Start of Extracted records
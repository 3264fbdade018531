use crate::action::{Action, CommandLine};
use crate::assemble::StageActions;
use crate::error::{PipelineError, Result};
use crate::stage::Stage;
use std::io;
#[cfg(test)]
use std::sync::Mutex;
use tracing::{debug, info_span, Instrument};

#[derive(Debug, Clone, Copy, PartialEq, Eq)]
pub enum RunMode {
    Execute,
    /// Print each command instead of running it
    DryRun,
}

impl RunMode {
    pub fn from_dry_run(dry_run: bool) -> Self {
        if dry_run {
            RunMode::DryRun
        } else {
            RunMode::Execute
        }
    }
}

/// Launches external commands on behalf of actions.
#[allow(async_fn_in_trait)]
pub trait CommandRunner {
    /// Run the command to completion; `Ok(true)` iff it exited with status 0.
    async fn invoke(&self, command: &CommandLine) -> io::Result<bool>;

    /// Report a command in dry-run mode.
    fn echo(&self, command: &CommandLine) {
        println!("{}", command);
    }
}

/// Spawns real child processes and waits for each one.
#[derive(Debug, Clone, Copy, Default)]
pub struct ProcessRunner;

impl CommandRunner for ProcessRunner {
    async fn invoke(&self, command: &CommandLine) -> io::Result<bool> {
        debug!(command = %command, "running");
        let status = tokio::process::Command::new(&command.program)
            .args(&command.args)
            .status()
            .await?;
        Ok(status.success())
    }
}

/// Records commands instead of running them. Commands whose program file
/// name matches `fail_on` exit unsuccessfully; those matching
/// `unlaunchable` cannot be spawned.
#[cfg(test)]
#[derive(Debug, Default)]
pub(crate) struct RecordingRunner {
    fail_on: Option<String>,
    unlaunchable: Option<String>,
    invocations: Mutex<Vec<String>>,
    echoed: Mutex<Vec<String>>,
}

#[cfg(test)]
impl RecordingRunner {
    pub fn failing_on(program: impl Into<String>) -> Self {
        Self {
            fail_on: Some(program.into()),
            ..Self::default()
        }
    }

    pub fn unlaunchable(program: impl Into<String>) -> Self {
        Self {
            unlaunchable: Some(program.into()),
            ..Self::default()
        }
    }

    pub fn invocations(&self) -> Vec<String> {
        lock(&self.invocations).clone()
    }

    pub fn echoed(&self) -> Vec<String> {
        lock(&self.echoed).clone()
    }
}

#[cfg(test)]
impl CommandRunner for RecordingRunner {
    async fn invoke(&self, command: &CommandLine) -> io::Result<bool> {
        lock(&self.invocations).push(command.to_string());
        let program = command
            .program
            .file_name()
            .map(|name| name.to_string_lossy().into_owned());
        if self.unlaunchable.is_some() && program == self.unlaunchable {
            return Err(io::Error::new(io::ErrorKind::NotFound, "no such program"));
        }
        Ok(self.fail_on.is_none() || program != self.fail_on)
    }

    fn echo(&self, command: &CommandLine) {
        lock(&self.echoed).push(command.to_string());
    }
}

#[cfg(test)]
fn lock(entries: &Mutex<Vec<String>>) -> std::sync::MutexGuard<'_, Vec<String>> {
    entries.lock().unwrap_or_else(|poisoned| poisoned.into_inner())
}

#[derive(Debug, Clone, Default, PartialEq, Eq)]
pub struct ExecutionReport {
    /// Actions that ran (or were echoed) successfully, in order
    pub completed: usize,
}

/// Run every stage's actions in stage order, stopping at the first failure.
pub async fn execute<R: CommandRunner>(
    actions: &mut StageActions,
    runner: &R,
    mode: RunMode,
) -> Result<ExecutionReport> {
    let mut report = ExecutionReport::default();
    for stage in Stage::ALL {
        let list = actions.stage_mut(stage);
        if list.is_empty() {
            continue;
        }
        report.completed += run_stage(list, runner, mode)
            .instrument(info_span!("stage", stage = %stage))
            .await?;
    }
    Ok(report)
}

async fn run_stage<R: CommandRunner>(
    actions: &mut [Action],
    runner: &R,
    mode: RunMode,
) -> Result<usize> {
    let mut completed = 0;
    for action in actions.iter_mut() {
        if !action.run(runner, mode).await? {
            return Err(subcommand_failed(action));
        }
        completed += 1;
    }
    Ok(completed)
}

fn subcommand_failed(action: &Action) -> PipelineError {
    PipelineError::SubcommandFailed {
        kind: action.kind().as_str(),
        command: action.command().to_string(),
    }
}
End of Extracted records
Start of Extracted records
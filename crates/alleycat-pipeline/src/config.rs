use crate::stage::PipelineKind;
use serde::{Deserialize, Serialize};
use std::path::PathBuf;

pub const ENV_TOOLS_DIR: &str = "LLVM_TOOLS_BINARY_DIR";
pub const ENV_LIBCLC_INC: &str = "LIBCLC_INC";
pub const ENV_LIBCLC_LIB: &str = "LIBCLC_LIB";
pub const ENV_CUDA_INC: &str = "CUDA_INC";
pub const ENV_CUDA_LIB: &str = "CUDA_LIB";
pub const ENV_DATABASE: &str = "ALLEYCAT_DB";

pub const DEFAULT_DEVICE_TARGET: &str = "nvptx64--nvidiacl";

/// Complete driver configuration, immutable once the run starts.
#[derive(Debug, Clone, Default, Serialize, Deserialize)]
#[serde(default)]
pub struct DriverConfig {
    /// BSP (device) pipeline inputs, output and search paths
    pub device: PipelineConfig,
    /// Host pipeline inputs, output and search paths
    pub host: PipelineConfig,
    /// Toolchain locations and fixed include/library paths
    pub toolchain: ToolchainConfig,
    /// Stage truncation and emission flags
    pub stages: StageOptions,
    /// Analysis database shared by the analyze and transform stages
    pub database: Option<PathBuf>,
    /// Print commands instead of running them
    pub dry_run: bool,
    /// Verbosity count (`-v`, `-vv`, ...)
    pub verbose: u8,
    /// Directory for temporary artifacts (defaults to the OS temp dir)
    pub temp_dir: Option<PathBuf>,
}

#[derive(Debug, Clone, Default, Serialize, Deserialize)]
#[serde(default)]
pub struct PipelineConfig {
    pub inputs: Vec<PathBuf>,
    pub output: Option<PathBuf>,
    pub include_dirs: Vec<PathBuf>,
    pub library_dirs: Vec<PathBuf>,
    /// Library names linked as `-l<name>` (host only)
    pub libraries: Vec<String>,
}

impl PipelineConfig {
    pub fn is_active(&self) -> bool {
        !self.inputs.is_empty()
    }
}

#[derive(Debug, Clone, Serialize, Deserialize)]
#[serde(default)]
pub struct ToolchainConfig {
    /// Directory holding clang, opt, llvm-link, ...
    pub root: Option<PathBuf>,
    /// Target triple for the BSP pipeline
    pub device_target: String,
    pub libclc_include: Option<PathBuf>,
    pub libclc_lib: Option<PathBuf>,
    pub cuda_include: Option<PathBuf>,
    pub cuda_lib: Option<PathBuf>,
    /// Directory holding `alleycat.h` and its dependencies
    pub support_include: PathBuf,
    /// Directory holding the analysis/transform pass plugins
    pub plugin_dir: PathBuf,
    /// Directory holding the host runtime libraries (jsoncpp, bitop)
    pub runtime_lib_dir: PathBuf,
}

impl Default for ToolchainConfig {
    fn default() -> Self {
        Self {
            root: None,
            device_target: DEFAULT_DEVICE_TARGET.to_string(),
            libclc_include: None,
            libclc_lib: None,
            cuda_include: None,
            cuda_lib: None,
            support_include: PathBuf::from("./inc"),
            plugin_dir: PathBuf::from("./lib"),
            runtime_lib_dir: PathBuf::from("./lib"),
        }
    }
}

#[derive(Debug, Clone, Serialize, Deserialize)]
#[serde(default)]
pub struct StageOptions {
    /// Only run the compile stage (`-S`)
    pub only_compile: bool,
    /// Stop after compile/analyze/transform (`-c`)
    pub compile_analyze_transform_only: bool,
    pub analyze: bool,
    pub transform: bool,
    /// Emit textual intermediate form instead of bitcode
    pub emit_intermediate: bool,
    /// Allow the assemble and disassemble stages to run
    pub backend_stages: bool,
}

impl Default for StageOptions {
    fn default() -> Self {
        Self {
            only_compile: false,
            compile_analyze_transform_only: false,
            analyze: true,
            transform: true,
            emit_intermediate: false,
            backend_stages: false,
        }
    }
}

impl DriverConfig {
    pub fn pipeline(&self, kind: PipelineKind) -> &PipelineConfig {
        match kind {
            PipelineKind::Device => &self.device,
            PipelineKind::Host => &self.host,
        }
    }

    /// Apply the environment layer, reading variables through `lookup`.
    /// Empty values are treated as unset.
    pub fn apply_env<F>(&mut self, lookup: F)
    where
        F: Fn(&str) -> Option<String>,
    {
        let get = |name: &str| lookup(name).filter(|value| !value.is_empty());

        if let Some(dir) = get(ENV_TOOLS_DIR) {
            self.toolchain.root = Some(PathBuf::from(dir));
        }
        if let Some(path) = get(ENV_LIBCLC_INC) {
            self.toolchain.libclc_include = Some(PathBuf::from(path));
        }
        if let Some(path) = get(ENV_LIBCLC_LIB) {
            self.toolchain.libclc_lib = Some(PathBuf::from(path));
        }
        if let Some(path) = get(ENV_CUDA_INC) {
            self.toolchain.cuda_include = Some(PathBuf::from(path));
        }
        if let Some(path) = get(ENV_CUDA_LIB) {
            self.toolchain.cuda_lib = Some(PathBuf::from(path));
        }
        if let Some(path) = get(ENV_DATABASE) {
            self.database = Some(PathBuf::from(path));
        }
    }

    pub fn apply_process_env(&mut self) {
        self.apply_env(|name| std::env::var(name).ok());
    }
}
End of Extracted records
What do the lines above say from the one containing "pub fn from_dry_run(dry_run: bool)" down to the one containing "pub struct ProcessRunner;"? Return them exactly, both end lines included, and only them.

    pub fn from_dry_run(dry_run: bool) -> Self {
        if dry_run {
            RunMode::DryRun
        } else {
            RunMode::Execute
        }
    }
}

/// Launches external commands on behalf of actions.
#[allow(async_fn_in_trait)]
pub trait CommandRunner {
    /// Run the command to completion; `Ok(true)` iff it exited with status 0.
    async fn invoke(&self, command: &CommandLine) -> io::Result<bool>;

    /// Report a command in dry-run mode.
    fn echo(&self, command: &CommandLine) {
        println!("{}", command);
    }
}

/// Spawns real child processes and waits for each one.
#[derive(Debug, Clone, Copy, Default)]
pub struct ProcessRunner;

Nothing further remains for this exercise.